Every entry should be transcribed word for word, so that nothing is missing.

◇ ◇ ◇

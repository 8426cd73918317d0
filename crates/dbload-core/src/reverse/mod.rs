//! Reverse-engineering passes.
//!
//! Each pass walks the configured catalog/schema scopes with
//! [`load_per_catalog_and_schema`] and folds one kind of metadata row into
//! the [`DbLoadDataStore`](crate::model::DbLoadDataStore). [`DbLoader`]
//! runs all of them in dependency order.

mod attribute;
mod entity;
mod loader;
mod procedure;
mod procedure_column;
mod sizes;
mod walker;

pub use attribute::AttributeLoader;
pub use entity::EntityLoader;
pub use loader::DbLoader;
pub use procedure::ProcedureLoader;
pub use procedure_column::{direction_for, ProcedureColumnLoader, RETURN_VALUE_NAME};
pub use sizes::{TypeSizeOverrides, MYSQL};
pub use walker::{load_per_catalog_and_schema, PerCatalogAndSchemaLoader};
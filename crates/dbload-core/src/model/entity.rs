//! Entity definitions.

use super::attribute::Attribute;
use indexmap::IndexMap;
use serde::Serialize;

/// A reverse-engineered table.
#[derive(Debug, Clone, PartialEq, Eq, Serialize)]
pub struct Entity {
    /// Table name.
    pub name: String,
    /// Catalog the table lives in, if the database reports one.
    #[serde(skip_serializing_if = "Option::is_none")]
    pub catalog: Option<String>,
    /// Schema the table lives in, if the database reports one.
    #[serde(skip_serializing_if = "Option::is_none")]
    pub schema: Option<String>,
    /// Attributes keyed by name, in insertion order.
    attributes: IndexMap<String, Attribute>,
}

impl Entity {
    /// Create an entity with no attributes.
    pub fn new(name: impl Into<String>) -> Self {
        Self {
            name: name.into(),
            catalog: None,
            schema: None,
            attributes: IndexMap::new(),
        }
    }

    /// Set the catalog and schema.
    pub fn in_scope(mut self, catalog: Option<&str>, schema: Option<&str>) -> Self {
        self.catalog = catalog.map(String::from);
        self.schema = schema.map(String::from);
        self
    }

    /// Get an attribute by name.
    pub fn attribute(&self, name: &str) -> Option<&Attribute> {
        self.attributes.get(name)
    }

    /// All attributes in insertion order.
    pub fn attributes(&self) -> impl Iterator<Item = &Attribute> {
        self.attributes.values()
    }

    /// Number of attributes.
    pub fn attribute_count(&self) -> usize {
        self.attributes.len()
    }

    /// Add an attribute, replacing any attribute of the same name.
    ///
    /// A replaced attribute is removed first, so the newcomer moves to the
    /// end of the attribute order.
    pub fn add_attribute(&mut self, mut attribute: Attribute) {
        attribute.entity = Some(self.name.clone());
        self.attributes.shift_remove(&attribute.name);
        self.attributes.insert(attribute.name.clone(), attribute);
    }

    /// Remove an attribute by name.
    pub fn remove_attribute(&mut self, name: &str) -> Option<Attribute> {
        self.attributes.shift_remove(name)
    }
}

#[cfg(test)]
mod tests {
    use super::*;
    use crate::types;

    #[test]
    fn test_add_attribute_sets_owner() {
        let mut entity = Entity::new("EMP");
        entity.add_attribute(Attribute::new("ID", "INTEGER", types::INTEGER));

        let attr = entity.attribute("ID").unwrap();
        assert_eq!(attr.entity.as_deref(), Some("EMP"));
        assert_eq!(entity.attribute_count(), 1);
    }

    #[test]
    fn test_add_attribute_replaces_same_name() {
        let mut entity = Entity::new("EMP");
        entity.add_attribute(Attribute::new("NAME", "VARCHAR", types::VARCHAR).with_max_length(10));
        entity.add_attribute(Attribute::new("ID", "INTEGER", types::INTEGER));
        entity.add_attribute(Attribute::new("NAME", "VARCHAR", types::VARCHAR).with_max_length(40));

        assert_eq!(entity.attribute_count(), 2);
        assert_eq!(entity.attribute("NAME").unwrap().max_length, 40);

        let order: Vec<_> = entity.attributes().map(|a| a.name.as_str()).collect();
        assert_eq!(order, vec!["ID", "NAME"]);
    }

    #[test]
    fn test_remove_attribute() {
        let mut entity = Entity::new("EMP");
        entity.add_attribute(Attribute::new("ID", "INTEGER", types::INTEGER));

        assert!(entity.remove_attribute("ID").is_some());
        assert!(entity.remove_attribute("ID").is_none());
        assert_eq!(entity.attribute_count(), 0);
    }
}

◇ ◇ ◇

• **WRITTEN ANSWER**:
repository 8426cd73918317d0
filename crates/dbload-core/src/reverse/mod.rs
//! Reverse-engineering passes.
//!
//! Each pass walks the configured catalog/schema scopes with
//! [`load_per_catalog_and_schema`] and folds one kind of metadata row into
//! the [`DbLoadDataStore`](crate::model::DbLoadDataStore). [`DbLoader`]
//! runs all of them in dependency order.

mod attribute;
mod entity;
mod loader;
mod procedure;
mod procedure_column;
mod sizes;
mod walker;

pub use attribute::AttributeLoader;
pub use entity::EntityLoader;
pub use loader::DbLoader;
pub use procedure::ProcedureLoader;
pub use procedure_column::{direction_for, ProcedureColumnLoader, RETURN_VALUE_NAME};
pub use sizes::{TypeSizeOverrides, MYSQL};
pub use walker::{load_per_catalog_and_schema, PerCatalogAndSchemaLoader};
filename crates/dbload-core/src/model/entity.rs
//! Entity definitions.

use super::attribute::Attribute;
use indexmap::IndexMap;
use serde::Serialize;

/// A reverse-engineered table.
#[derive(Debug, Clone, PartialEq, Eq, Serialize)]
pub struct Entity {
    /// Table name.
    pub name: String,
    /// Catalog the table lives in, if the database reports one.
    #[serde(skip_serializing_if = "Option::is_none")]
    pub catalog: Option<String>,
    /// Schema the table lives in, if the database reports one.
    #[serde(skip_serializing_if = "Option::is_none")]
    pub schema: Option<String>,
    /// Attributes keyed by name, in insertion order.
    attributes: IndexMap<String, Attribute>,
}

impl Entity {
    /// Create an entity with no attributes.
    pub fn new(name: impl Into<String>) -> Self {
        Self {
            name: name.into(),
            catalog: None,
            schema: None,
            attributes: IndexMap::new(),
        }
    }

    /// Set the catalog and schema.
    pub fn in_scope(mut self, catalog: Option<&str>, schema: Option<&str>) -> Self {
        self.catalog = catalog.map(String::from);
        self.schema = schema.map(String::from);
        self
    }

    /// Get an attribute by name.
    pub fn attribute(&self, name: &str) -> Option<&Attribute> {
        self.attributes.get(name)
    }

    /// All attributes in insertion order.
    pub fn attributes(&self) -> impl Iterator<Item = &Attribute> {
        self.attributes.values()
    }

    /// Number of attributes.
    pub fn attribute_count(&self) -> usize {
        self.attributes.len()
    }

    /// Add an attribute, replacing any attribute of the same name.
    ///
    /// A replaced attribute is removed first, so the newcomer moves to the
    /// end of the attribute order.
    pub fn add_attribute(&mut self, mut attribute: Attribute) {
        attribute.entity = Some(self.name.clone());
        self.attributes.shift_remove(&attribute.name);
        self.attributes.insert(attribute.name.clone(), attribute);
    }

    /// Remove an attribute by name.
    pub fn remove_attribute(&mut self, name: &str) -> Option<Attribute> {
        self.attributes.shift_remove(name)
    }
}

#[cfg(test)]
mod tests {
    use super::*;
    use crate::types;

    #[test]
    fn test_add_attribute_sets_owner() {
        let mut entity = Entity::new("EMP");
        entity.add_attribute(Attribute::new("ID", "INTEGER", types::INTEGER));

        let attr = entity.attribute("ID").unwrap();
        assert_eq!(attr.entity.as_deref(), Some("EMP"));
        assert_eq!(entity.attribute_count(), 1);
    }

    #[test]
    fn test_add_attribute_replaces_same_name() {
        let mut entity = Entity::new("EMP");
        entity.add_attribute(Attribute::new("NAME", "VARCHAR", types::VARCHAR).with_max_length(10));
        entity.add_attribute(Attribute::new("ID", "INTEGER", types::INTEGER));
        entity.add_attribute(Attribute::new("NAME", "VARCHAR", types::VARCHAR).with_max_length(40));

        assert_eq!(entity.attribute_count(), 2);
        assert_eq!(entity.attribute("NAME").unwrap().max_length, 40);

        let order: Vec<_> = entity.attributes().map(|a| a.name.as_str()).collect();
        assert_eq!(order, vec!["ID", "NAME"]);
    }

    #[test]
    fn test_remove_attribute() {
        let mut entity = Entity::new("EMP");
        entity.add_attribute(Attribute::new("ID", "INTEGER", types::INTEGER));

        assert!(entity.remove_attribute("ID").is_some());
        assert!(entity.remove_attribute("ID").is_none());
        assert_eq!(entity.attribute_count(), 0);
    }
}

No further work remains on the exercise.